Merci pour vos commentaires à la suite de ce texte.

Bonne lecture.


Puis les choses se passèrent doucement. Les baisers se succédant aux baisers, les mains de Théo se mirent à danser sur le corps de Noémie. Au début impressionnée, Noémie se laissait aller doucement. Elle décida de se laisser porter, de laisser les choses se faire sans rien brusquer. Le saxo de Bird s’était fait silencieux depuis un moment. On n’entendait dans l’appartement que les respirations des deux amoureux. Doucement, Théo entraîna la jeune fille dans la chambre et l’allongea sur le lit. L’un après l’autre, les vêtements volèrent dans les airs pour s’entasser pèle mêle sur le sol. Doucement, Noémie avoua à Théo qu’il était le premier et lui demanda d’être délicat. Très compréhensif, et soigneux de laisser à sa compagne un bon souvenir de sa première nuit, il multiplia les attentions et les délicatesses, tout en expliquant qu’il n’avait pas autant d’expérience qu’elle pouvait le penser. Noémie était heureuse. Guidée par les conseils de TO2T, elle faisait preuve de beaucoup de bonne volonté et semblait bien réussir ce que son amant lui demandait ou lui suggérait délicatement. Le tutoiement s’était instauré de lui-même et semblait ne plus poser de problèmes. Il s’imposa aussi facilement que le vouvoiement avait persisté longtemps.

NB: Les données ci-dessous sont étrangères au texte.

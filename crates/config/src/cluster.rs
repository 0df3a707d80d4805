//! Cluster membership file parsing.
//!
//! The file is one `<name> <host>:<port>` entry per line; blank lines
//! and `#` comments are skipped. Malformed lines are logged and skipped
//! rather than failing the whole file.
//!
//! Node ids are derived deterministically from names: the decimal digits
//! embedded in the name (`node12` -> 12), or a stable hash of the whole
//! name when it carries no digits.

use dkvs_common::hash::hash64;
use std::path::Path;

/// One line of the cluster file.
#[derive(Debug, Clone, PartialEq, Eq)]
pub struct PeerEntry {
    pub name: String,
    pub host: String,
    pub port: u16,
}

impl PeerEntry {
    /// `host:port` as dialed by peers.
    pub fn address(&self) -> String {
        format!("{}:{}", self.host, self.port)
    }

    /// The ring id derived from this entry's name.
    pub fn node_id(&self) -> u32 {
        node_id_for_name(&self.name)
    }
}

/// Derive a node id from a node name: concatenated decimal digits if the
/// name has any, else a murmur hash of the name truncated to 32 bits.
pub fn node_id_for_name(name: &str) -> u32 {
    let mut id: u32 = 0;
    let mut saw_digit = false;
    for c in name.chars() {
        if let Some(d) = c.to_digit(10) {
            saw_digit = true;
            id = id.wrapping_mul(10).wrapping_add(d);
        }
    }
    if saw_digit && id != 0 {
        return id;
    }
    (hash64(name.as_bytes()) & 0xFFFF_FFFF) as u32
}

/// Parse a cluster file from disk.
pub fn parse_cluster_file(path: &Path) -> std::io::Result<Vec<PeerEntry>> {
    let contents = std::fs::read_to_string(path)?;
    Ok(parse_cluster_str(&contents))
}

/// Parse cluster file contents.
pub fn parse_cluster_str(contents: &str) -> Vec<PeerEntry> {
    let mut entries = Vec::new();

    for (line_num, raw) in contents.lines().enumerate() {
        let line = raw.trim();
        if line.is_empty() || line.starts_with('#') {
            continue;
        }

        let mut parts = line.split_whitespace();
        let (Some(name), Some(address)) = (parts.next(), parts.next()) else {
            tracing::warn!(line = line_num + 1, "skipping malformed cluster entry: {}", raw);
            continue;
        };

        let Some((host, port_str)) = address.rsplit_once(':') else {
            tracing::warn!(line = line_num + 1, "skipping address without port: {}", address);
            continue;
        };
        if host.is_empty() {
            tracing::warn!(line = line_num + 1, "skipping address without host: {}", address);
            continue;
        }
        let Ok(port) = port_str.parse::<u16>() else {
            tracing::warn!(line = line_num + 1, "skipping invalid port: {}", port_str);
            continue;
        };
        if port == 0 {
            tracing::warn!(line = line_num + 1, "skipping port 0: {}", address);
            continue;
        }

        entries.push(PeerEntry {
            name: name.to_string(),
            host: host.to_string(),
            port,
        });
    }

    entries
}
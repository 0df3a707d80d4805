//! Boot-time state reconstruction: latest snapshot + WAL tail replay.

use crate::snapshot;
use crate::store::Store;
use crate::wal::{Wal, WalError, WalOp};
use dkvs_common::Version;
use std::path::Path;

/// What a restore run found on disk.
#[derive(Debug, Clone, Copy, Default, PartialEq, Eq)]
pub struct RestoreSummary {
    /// Sequence number of the snapshot applied (0 when none was usable).
    pub snapshot_seq: u64,
    /// Entries loaded from the snapshot.
    pub snapshot_entries: usize,
    /// Total valid records found in the WAL.
    pub wal_records: usize,
    /// Records applied because their seq exceeded the snapshot's.
    pub wal_replayed: usize,
}

/// Rebuild `store` from the latest snapshot in `snapshot_dir` followed by
/// the WAL records written after it.
///
/// Snapshot entries are applied through the store's LWW guard using their
/// stored versions (tombstones as deletes). WAL records replay with the
/// record timestamp and this node's id, mirroring how they were applied
/// originally. A torn or unreadable snapshot is skipped — the WAL then
/// replays from sequence 0 — but a WAL read failure is fatal.
pub fn restore(
    store: &Store,
    wal: &Wal,
    snapshot_dir: &Path,
    node_id: u32,
) -> Result<RestoreSummary, WalError> {
    let mut summary = RestoreSummary::default();

    if let Some(path) = snapshot::find_latest(snapshot_dir) {
        match snapshot::load(&path) {
            Ok(data) => {
                summary.snapshot_seq = data.seq_no;
                summary.snapshot_entries = data.entries.len();
                for (key, entry) in data.entries {
                    if entry.is_tombstone {
                        store.del(&key, entry.version);
                    } else {
                        store.set(&key, entry.value, entry.version);
                    }
                }
                tracing::info!(
                    seq = summary.snapshot_seq,
                    entries = summary.snapshot_entries,
                    "loaded snapshot {}",
                    path.display()
                );
            }
            Err(e) => {
                tracing::warn!("ignoring unusable snapshot {}: {}", path.display(), e);
            }
        }
    }

    let records = wal.recover()?;
    summary.wal_records = records.len();

    for record in records {
        if record.seq_no <= summary.snapshot_seq {
            continue;
        }
        let version = Version::new(record.timestamp_ms, node_id);
        match record.op {
            WalOp::Set => store.set(&record.key, record.value, version),
            WalOp::Del => store.del(&record.key, version),
        };
        summary.wal_replayed += 1;
    }

    tracing::info!(
        total = summary.wal_records,
        replayed = summary.wal_replayed,
        "WAL replay complete"
    );

    Ok(summary)
}
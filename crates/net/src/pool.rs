//! Idle-connection reuse across peer addresses.
//!
//! Each address keeps a small stack of idle TCP connections. Acquire
//! pops one or dials a new connection; release pushes it back unless
//! the per-peer cap is reached, in which case the connection just
//! drops. Callers must release only after fully consuming a response —
//! a pooled connection always starts drained, so one-line framing on
//! replica RPCs never interleaves.

use parking_lot::Mutex;
use std::collections::HashMap;
use std::time::Duration;
use tokio::net::TcpStream;

/// Default idle connections kept per peer.
pub const DEFAULT_MAX_PER_PEER: usize = 4;
/// Default connect/send/recv bound.
pub const DEFAULT_TIMEOUT: Duration = Duration::from_millis(500);

/// A connection checked out of the pool.
#[derive(Debug)]
pub struct PooledConnection {
    pub stream: TcpStream,
    address: String,
}

#[derive(Debug)]
pub struct ConnectionPool {
    idle: Mutex<HashMap<String, Vec<TcpStream>>>,
    max_per_peer: usize,
    timeout: Duration,
}

impl ConnectionPool {
    pub fn new(max_per_peer: usize, timeout: Duration) -> Self {
        Self {
            idle: Mutex::new(HashMap::new()),
            max_per_peer,
            timeout,
        }
    }

    /// The socket timeout callers should apply to send/recv on pooled
    /// connections.
    pub fn timeout(&self) -> Duration {
        self.timeout
    }

    /// Pop an idle connection for `address`, or dial a new one bounded
    /// by the pool timeout. `None` when the peer cannot be reached.
    pub async fn acquire(&self, address: &str) -> Option<PooledConnection> {
        let reused = self
            .idle
            .lock()
            .get_mut(address)
            .and_then(|stack| stack.pop());
        if let Some(stream) = reused {
            return Some(PooledConnection {
                stream,
                address: address.to_string(),
            });
        }

        match tokio::time::timeout(self.timeout, TcpStream::connect(address)).await {
            Ok(Ok(stream)) => {
                let _ = stream.set_nodelay(true);
                Some(PooledConnection {
                    stream,
                    address: address.to_string(),
                })
            }
            Ok(Err(e)) => {
                tracing::debug!("connect to {} failed: {}", address, e);
                None
            }
            Err(_) => {
                tracing::debug!("connect to {} timed out", address);
                None
            }
        }
    }

    /// Return a connection to the idle stack, or close it (by drop) if
    /// the peer's stack is full.
    pub fn release(&self, conn: PooledConnection) {
        let mut idle = self.idle.lock();
        let stack = idle.entry(conn.address).or_default();
        if stack.len() < self.max_per_peer {
            stack.push(conn.stream);
        }
    }

    /// Drop every idle connection.
    pub fn close_all(&self) {
        self.idle.lock().clear();
    }

    /// Idle connections currently held for `address`.
    pub fn idle_count(&self, address: &str) -> usize {
        self.idle.lock().get(address).map_or(0, Vec::len)
    }
}

impl Default for ConnectionPool {
    fn default() -> Self {
        Self::new(DEFAULT_MAX_PER_PEER, DEFAULT_TIMEOUT)
    }
}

– Je vais y aller, avança Théo vers trois heures du matin, après que leurs corps se soient un peu apaisés, lassés des assauts répétés de leurs jeunes ardeurs.

– Non, reste, dors ici, je veux continuer à sentir ta chaleur toute la nuit.

Théo se laissa convaincre, et comme souvent les hommes après l’amour, il s’endormit rapidement. Toute chamboulée et en état second, Noémie réfléchissait à ce qu’elle venait de vivre. A la délicatesse des gestes de Théo, à sa gentillesse, à sa douceur. Elle sombrait à son tour dans le sommeil lorsque son téléphone, posé sur le la table de nuit, se mit à vibrer. Noémie se dégagea légèrement des bras de Théo et se saisit de l’appareil. L’écran était toujours allumé. Elle se frotta les yeux et dans un demi brouillard, lut le message affiché:

« Vous venez de faire l’amour plusieurs fois avec TO2T. Merci de bien vouloir évaluer sa prestation en lui attribuant une note de une à cinq étoiles. 43 jeunes filles et 12 jeunes hommes ont déjà déposé un avis sur TO2T. Lisez tous les commentaires le concernant. »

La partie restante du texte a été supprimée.